*PROBLEM STATEMENT*:
The output is the lines below from the one with "self.roots.unsubscribe(root)" through the one with "self.store.remove_dataset(&id.storage_key())?;", both included, printed exactly and with no other line.

___ EXERCISE INPUT

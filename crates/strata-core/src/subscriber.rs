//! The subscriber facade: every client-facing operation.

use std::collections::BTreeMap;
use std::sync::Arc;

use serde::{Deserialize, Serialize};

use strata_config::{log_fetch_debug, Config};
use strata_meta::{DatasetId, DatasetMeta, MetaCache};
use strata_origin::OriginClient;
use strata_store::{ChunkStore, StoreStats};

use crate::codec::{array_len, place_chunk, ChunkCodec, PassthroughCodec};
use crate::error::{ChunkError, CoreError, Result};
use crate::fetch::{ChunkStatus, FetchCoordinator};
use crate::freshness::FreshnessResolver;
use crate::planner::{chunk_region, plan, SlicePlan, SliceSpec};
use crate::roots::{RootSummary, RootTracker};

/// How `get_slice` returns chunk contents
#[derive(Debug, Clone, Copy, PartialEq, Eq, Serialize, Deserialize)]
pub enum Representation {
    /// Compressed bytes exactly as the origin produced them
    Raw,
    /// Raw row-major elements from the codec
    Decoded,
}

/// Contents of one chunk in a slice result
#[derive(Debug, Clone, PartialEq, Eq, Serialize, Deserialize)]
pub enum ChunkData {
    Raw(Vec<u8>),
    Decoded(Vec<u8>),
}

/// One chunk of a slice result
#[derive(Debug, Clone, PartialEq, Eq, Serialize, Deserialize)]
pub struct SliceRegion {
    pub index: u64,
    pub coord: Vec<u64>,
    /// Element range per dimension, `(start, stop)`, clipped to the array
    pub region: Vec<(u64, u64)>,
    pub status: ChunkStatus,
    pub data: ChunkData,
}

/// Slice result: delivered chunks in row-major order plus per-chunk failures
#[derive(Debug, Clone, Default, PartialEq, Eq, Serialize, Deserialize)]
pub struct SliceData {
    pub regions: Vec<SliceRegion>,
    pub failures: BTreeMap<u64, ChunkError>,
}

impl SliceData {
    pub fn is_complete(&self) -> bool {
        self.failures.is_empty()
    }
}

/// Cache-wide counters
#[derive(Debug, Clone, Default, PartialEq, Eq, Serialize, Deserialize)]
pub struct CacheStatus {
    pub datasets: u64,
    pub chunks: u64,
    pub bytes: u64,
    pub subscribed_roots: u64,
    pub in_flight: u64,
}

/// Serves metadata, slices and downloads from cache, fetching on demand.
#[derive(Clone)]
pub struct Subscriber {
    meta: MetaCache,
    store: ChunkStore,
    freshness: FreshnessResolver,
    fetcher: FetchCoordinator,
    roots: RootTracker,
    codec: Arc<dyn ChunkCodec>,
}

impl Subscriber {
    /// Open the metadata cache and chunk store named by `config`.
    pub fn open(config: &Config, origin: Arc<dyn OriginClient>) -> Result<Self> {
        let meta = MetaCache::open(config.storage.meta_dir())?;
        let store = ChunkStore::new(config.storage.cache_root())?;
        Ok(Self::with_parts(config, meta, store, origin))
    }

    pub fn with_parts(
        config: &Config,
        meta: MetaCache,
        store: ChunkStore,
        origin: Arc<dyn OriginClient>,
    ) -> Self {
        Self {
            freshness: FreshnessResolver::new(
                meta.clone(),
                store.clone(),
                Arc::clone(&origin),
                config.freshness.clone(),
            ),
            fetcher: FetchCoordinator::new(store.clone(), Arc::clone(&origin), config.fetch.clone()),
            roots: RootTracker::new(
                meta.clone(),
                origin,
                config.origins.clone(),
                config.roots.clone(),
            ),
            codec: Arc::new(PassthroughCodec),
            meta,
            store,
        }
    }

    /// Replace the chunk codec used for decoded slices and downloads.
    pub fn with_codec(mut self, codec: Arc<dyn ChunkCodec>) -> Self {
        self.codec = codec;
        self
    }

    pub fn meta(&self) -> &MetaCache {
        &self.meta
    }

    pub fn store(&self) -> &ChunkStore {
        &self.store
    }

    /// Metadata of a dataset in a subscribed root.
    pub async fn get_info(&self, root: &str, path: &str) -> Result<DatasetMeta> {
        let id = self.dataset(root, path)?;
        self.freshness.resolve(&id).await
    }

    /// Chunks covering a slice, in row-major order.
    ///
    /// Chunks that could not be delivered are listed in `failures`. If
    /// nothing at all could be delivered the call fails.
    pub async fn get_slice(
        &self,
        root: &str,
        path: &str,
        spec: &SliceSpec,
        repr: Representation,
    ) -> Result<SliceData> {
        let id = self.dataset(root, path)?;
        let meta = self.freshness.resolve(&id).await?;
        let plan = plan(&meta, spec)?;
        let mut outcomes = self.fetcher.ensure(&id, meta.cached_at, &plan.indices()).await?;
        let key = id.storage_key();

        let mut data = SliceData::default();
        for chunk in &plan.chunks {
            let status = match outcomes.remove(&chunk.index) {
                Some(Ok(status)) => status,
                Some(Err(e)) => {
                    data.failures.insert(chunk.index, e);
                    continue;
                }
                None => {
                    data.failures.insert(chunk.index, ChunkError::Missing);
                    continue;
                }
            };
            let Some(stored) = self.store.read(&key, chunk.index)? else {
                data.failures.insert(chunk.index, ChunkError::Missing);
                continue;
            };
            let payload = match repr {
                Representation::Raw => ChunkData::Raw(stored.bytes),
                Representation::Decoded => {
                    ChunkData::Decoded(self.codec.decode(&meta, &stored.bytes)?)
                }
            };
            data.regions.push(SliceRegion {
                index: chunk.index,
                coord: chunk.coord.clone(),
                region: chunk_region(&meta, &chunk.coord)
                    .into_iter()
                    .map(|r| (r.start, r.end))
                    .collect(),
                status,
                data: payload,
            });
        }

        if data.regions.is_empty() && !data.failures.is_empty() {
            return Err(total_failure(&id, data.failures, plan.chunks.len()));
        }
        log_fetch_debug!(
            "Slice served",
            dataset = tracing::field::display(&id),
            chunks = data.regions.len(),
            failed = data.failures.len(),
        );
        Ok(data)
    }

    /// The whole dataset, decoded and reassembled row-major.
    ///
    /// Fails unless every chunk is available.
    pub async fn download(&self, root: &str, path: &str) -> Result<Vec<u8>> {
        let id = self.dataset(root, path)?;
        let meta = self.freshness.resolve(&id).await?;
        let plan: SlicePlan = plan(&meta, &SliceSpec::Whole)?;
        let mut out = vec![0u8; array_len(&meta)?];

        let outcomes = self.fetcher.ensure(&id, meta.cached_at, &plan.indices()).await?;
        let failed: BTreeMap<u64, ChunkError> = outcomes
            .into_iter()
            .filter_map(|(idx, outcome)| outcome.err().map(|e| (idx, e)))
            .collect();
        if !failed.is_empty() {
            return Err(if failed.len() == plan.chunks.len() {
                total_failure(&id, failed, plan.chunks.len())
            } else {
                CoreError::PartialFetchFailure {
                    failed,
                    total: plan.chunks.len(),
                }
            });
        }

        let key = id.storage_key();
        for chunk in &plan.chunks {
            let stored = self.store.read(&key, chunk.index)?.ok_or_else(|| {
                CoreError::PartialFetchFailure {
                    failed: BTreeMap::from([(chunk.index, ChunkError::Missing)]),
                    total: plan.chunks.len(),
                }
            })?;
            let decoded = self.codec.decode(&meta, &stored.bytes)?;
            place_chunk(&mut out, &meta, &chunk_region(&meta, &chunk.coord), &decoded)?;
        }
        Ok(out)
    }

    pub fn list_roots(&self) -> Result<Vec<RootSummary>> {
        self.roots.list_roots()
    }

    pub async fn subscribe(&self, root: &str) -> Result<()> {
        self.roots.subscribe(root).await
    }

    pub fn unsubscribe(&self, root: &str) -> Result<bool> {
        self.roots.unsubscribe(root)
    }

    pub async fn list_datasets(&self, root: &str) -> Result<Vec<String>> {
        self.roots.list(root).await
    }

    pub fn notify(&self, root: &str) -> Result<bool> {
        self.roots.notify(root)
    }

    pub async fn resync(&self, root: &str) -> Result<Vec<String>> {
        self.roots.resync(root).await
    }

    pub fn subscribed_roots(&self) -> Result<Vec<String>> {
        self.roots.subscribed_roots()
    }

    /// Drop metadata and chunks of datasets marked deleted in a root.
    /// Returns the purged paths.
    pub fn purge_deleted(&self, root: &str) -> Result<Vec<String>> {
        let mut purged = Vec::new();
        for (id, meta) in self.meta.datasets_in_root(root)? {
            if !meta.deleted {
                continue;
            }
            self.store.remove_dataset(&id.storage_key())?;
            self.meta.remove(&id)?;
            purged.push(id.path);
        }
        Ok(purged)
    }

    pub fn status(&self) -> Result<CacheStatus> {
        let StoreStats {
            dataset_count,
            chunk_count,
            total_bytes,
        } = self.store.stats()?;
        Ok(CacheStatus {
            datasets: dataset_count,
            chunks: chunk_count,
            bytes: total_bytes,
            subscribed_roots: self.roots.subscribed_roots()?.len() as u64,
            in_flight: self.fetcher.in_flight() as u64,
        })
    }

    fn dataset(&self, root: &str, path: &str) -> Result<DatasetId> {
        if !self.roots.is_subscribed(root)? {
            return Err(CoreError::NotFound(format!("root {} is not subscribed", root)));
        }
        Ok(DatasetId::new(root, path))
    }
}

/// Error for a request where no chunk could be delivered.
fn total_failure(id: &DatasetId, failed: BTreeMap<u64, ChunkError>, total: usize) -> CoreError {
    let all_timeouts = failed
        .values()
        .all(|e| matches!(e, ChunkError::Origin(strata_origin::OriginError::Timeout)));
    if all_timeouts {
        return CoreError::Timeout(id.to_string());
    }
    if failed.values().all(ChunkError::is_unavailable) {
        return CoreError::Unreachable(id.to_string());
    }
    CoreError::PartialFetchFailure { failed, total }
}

______
___ EXERCISE INPUT

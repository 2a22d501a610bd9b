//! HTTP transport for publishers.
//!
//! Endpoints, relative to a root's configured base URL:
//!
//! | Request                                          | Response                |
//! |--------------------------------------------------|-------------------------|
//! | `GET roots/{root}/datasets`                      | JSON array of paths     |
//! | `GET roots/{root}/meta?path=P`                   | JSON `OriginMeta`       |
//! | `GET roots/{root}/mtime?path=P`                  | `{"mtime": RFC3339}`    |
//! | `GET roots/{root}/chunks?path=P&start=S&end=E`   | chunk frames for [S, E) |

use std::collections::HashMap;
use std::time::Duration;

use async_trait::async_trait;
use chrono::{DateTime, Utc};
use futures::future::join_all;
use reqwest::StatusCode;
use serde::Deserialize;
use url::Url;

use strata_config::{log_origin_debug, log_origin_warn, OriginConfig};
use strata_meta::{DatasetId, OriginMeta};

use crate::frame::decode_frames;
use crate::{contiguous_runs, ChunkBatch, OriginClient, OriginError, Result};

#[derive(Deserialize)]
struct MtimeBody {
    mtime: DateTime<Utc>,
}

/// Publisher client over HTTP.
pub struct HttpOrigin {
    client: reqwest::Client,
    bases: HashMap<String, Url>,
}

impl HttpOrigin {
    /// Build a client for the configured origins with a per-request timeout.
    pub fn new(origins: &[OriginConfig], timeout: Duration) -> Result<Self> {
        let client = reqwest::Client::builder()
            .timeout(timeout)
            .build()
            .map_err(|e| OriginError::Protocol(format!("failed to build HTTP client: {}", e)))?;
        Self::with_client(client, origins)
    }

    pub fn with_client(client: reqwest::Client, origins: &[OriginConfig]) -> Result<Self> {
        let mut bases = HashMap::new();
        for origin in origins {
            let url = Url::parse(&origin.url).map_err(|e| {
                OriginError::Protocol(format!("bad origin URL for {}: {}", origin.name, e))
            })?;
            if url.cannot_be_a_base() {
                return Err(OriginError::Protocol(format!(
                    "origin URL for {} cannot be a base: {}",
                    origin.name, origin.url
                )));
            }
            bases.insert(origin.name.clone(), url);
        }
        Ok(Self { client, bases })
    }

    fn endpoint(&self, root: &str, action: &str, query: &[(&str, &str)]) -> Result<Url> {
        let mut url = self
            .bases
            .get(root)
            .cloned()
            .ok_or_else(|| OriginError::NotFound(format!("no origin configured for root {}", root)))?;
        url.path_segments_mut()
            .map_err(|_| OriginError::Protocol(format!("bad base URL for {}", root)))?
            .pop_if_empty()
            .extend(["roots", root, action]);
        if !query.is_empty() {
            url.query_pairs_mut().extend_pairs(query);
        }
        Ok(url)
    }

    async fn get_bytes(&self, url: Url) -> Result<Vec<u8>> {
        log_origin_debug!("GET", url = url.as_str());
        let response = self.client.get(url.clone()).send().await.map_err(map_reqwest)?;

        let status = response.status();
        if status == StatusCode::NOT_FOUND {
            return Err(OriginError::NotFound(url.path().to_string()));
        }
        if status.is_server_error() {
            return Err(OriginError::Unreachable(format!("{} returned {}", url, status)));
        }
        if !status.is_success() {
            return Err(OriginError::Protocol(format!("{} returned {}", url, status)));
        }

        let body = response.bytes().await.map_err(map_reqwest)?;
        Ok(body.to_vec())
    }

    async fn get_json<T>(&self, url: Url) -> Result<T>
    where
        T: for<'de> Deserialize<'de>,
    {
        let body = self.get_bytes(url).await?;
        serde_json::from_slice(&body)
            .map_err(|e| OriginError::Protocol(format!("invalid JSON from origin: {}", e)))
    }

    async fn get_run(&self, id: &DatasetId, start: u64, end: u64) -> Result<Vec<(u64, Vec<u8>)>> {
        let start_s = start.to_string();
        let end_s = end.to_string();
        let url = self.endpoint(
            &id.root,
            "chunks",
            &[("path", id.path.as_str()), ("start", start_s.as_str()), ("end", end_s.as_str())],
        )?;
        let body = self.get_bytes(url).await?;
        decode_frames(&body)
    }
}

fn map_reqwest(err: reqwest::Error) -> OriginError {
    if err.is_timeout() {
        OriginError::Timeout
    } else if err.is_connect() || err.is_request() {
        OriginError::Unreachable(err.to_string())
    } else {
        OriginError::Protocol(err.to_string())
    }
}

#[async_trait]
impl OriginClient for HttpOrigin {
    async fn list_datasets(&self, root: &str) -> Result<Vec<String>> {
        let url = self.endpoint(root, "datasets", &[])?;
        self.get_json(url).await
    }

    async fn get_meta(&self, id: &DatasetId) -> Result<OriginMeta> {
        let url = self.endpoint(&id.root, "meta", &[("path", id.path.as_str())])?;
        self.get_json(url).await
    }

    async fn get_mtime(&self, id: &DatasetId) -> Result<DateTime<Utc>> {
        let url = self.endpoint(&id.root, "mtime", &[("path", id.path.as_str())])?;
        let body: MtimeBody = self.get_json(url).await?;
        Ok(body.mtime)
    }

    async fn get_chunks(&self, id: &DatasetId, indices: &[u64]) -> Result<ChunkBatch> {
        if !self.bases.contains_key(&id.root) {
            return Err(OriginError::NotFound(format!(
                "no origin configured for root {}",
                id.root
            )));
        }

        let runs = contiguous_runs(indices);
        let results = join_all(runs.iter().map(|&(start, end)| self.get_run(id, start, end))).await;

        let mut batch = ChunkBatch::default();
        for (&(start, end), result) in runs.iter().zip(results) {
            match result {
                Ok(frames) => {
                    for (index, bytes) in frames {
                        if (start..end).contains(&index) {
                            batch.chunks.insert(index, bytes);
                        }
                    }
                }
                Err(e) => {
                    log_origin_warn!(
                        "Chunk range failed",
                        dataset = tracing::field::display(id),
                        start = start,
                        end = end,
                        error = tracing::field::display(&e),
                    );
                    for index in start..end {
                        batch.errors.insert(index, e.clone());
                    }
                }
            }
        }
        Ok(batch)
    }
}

______
___ EXERCISE INPUT

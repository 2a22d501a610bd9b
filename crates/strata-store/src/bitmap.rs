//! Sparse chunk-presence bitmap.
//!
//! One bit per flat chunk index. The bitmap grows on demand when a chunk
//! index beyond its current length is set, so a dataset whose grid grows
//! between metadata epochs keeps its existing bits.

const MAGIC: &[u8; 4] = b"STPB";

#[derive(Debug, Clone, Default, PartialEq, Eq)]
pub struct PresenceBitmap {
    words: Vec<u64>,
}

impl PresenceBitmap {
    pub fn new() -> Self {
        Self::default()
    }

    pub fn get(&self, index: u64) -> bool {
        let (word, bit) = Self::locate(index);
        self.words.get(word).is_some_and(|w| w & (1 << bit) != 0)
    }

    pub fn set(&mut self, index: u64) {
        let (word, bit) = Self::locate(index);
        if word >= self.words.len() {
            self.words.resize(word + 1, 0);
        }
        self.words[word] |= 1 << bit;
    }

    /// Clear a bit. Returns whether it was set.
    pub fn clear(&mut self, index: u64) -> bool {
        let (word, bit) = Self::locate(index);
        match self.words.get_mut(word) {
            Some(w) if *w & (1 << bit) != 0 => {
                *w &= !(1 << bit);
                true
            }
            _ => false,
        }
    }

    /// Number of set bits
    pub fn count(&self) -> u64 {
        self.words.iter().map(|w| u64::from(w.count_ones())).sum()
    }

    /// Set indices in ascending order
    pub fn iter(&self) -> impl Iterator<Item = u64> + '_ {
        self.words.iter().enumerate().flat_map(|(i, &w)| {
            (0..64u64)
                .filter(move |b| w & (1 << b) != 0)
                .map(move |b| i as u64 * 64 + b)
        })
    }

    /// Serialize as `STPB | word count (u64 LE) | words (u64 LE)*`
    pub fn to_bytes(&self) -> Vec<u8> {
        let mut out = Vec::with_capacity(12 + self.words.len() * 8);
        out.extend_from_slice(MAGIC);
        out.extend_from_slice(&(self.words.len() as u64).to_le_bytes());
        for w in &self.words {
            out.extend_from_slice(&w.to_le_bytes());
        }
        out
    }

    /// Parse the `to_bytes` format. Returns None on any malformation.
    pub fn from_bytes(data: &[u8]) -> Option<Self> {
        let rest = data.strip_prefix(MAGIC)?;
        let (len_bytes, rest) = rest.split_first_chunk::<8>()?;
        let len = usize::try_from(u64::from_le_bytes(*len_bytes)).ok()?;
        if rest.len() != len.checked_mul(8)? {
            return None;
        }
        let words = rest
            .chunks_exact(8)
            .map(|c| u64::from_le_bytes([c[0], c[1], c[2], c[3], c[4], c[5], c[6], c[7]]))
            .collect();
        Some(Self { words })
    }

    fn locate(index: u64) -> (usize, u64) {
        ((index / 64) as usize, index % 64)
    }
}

______

*SOLUTION FOR THIS PROBLEM*:
        self.roots.unsubscribe(root)
    }

    pub async fn list_datasets(&self, root: &str) -> Result<Vec<String>> {
        self.roots.list(root).await
    }

    pub fn notify(&self, root: &str) -> Result<bool> {
        self.roots.notify(root)
    }

    pub async fn resync(&self, root: &str) -> Result<Vec<String>> {
        self.roots.resync(root).await
    }

    pub fn subscribed_roots(&self) -> Result<Vec<String>> {
        self.roots.subscribed_roots()
    }

    /// Drop metadata and chunks of datasets marked deleted in a root.
    /// Returns the purged paths.
    pub fn purge_deleted(&self, root: &str) -> Result<Vec<String>> {
        let mut purged = Vec::new();
        for (id, meta) in self.meta.datasets_in_root(root)? {
            if !meta.deleted {
                continue;
            }
            self.store.remove_dataset(&id.storage_key())?;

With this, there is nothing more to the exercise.